大越キャスター時代の『ニュースウォッチ9』の特徴の一つに、安倍晋三首相の「肉声」を聞かせるシーンがきわめて多くなった点がある。

この番組では、記者会見でも「ぶら下がり」でも国会答弁でも、安倍首相の「音声とりきり」シーンがやたら多い。これはNHK内部や民放のテレビ記者、大手新聞の記者たちのほとんどが口にしている印象である。

かつて、ここまで自国の首相の肉声を連日流すことに熱心だったニュース番組はなかったと思う。

ところが、キャスターを務める最後の週になった3月23日(月)~27日(金)の間、安倍首相の「音声とりきり」はただの一カ所も放送されなかった。

もちろん、この間の主なニュースがドイツの旅客機の墜落事故だったという理由はあるだろう。

また、辺野古での作業をめぐって、沖縄県と安倍政権がまっこうから対立する構図となって、政権側が菅義偉官房長官を前面に出して首相をあまり表に出さなかった事情もあったのかもしれない。

それでも、『ニュースウォッチ9』が安倍首相の肉声を1週間も使わなかったというのはきわめて異例の出来事だった。

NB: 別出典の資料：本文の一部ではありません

//! Processing of a whole input folder: every phase video through the driver
//! and the reconciler.

use std::path::{Path, PathBuf};
use std::sync::Arc;

use tracing::{info, warn};

use crate::error::Result;
use crate::io::inlet::discover_inlet;
use crate::io::output::{rotate_results_dir, OutputLocation};
use crate::io::reference::{read_reference, PhaseReferences, ReferenceWorkbook};
use crate::io::sliced::read_sliced;

use super::config::ResonatorConfig;
use super::plot::save_plot;
use super::reconcile::{background_level, reconcile_file, ReconcileParams, Reconciled};
use super::resonator::{run_resonator_reported, ResonatorOutput};
use super::types::{Phase, PipelineStage, ProgressReporter};

/// Artifacts of one processed phase.
#[derive(Clone, Debug)]
pub struct PhaseResult {
    pub phase: Phase,
    pub video: PathBuf,
    pub resonator: ResonatorOutput,
    pub reconciled: Reconciled,
    pub export_path: PathBuf,
    pub plot_path: PathBuf,
}

/// References a phase is compared against. An unsplit video covers both
/// phases.
pub fn phase_references(workbook: &ReferenceWorkbook, phase: Phase) -> PhaseReferences {
    match phase {
        Phase::Concentration => workbook.concentration.clone(),
        Phase::Washing => workbook.washing.clone(),
        Phase::Total => workbook.concentration.union(&workbook.washing),
    }
}

/// Start of a phase on the run clock, seconds.
pub fn phase_video_start(workbook: &ReferenceWorkbook, phase: Phase) -> f64 {
    match phase {
        Phase::Washing => workbook.washing_start(),
        Phase::Concentration | Phase::Total => 0.0,
    }
}

/// Process every video in `inlet` into `<inlet>/<results_dir>`.
///
/// Concentration runs first so the washing phase can reuse its background.
pub fn run_inlet(
    inlet: &Path,
    config: &ResonatorConfig,
    reporter: Arc<dyn ProgressReporter>,
) -> Result<Vec<PhaseResult>> {
    let discovered = discover_inlet(inlet)?;
    let workbook = read_reference(&discovered.reference)?;
    let results_dir = rotate_results_dir(inlet, &config.output.results_dir)?;
    let root = OutputLocation::new(results_dir);

    let rc = &config.reconcile;
    let mut concentration_background: Option<f64> = None;
    let mut results = Vec::with_capacity(discovered.videos.len());

    for (phase, video) in &discovered.videos {
        let phase = *phase;
        info!(phase = %phase, video = %video.display(), "Processing phase");
        let output = root.with_prefix(phase.name());
        let resonator = run_resonator_reported(video, config, &output, reporter.clone())?;

        // Everything downstream of the driver works from the sliced file.
        let own_background = background_level(
            &read_sliced(&resonator.sliced_path)?,
            rc.window_top,
            rc.window_bottom,
            rc.background_rows,
        )?;
        let background = match phase {
            Phase::Washing => match concentration_background {
                Some(b) => b,
                None => {
                    warn!("No concentration signal; washing background taken from the washing video");
                    own_background
                }
            },
            Phase::Concentration => {
                concentration_background = Some(own_background);
                own_background
            }
            Phase::Total => own_background,
        };

        reporter.begin_stage(PipelineStage::Reconciling, None);
        let params = ReconcileParams {
            seconds_per_frame: resonator.seconds_per_frame,
            slice_freq: config.reduction.slice_freq,
            video_start: phase_video_start(&workbook, phase),
            background: Some(background),
            config: rc.clone(),
            calibration: config.calibration,
        };
        let references = phase_references(&workbook, phase);
        let reconciled = reconcile_file(&resonator.sliced_path, &references, &params)?;

        let export_path = output.file(&config.output.export_filename);
        reconciled.write_export(&export_path)?;
        let plot_path = output.file(&config.output.plot_filename);
        save_plot(&reconciled, &plot_path)?;
        reporter.finish_stage();

        info!(
            phase = %phase,
            export = %export_path.display(),
            plot = %plot_path.display(),
            "Phase complete"
        );
        results.push(PhaseResult {
            phase,
            video: video.clone(),
            resonator,
            reconciled,
            export_path,
            plot_path,
        });
    }
    Ok(results)
}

そういう意味では、最後の最後で大越キャスターが「キャスターらしさ」を発揮したのかもしれない、という推測はできる。

最後のキャスターコメントからは、大越氏の「言葉にできない思い」が伝わってきた。

「しばしの間、お別れです」

何らかの形での捲土重来を期したいと思う。

政権も注目するなかでの看板ニュース番組のキャスターという重しがとれた時に、大越氏がジャーナリストとしてどんな発言をするのか、視聴者の一人として楽しみにしたいと思う。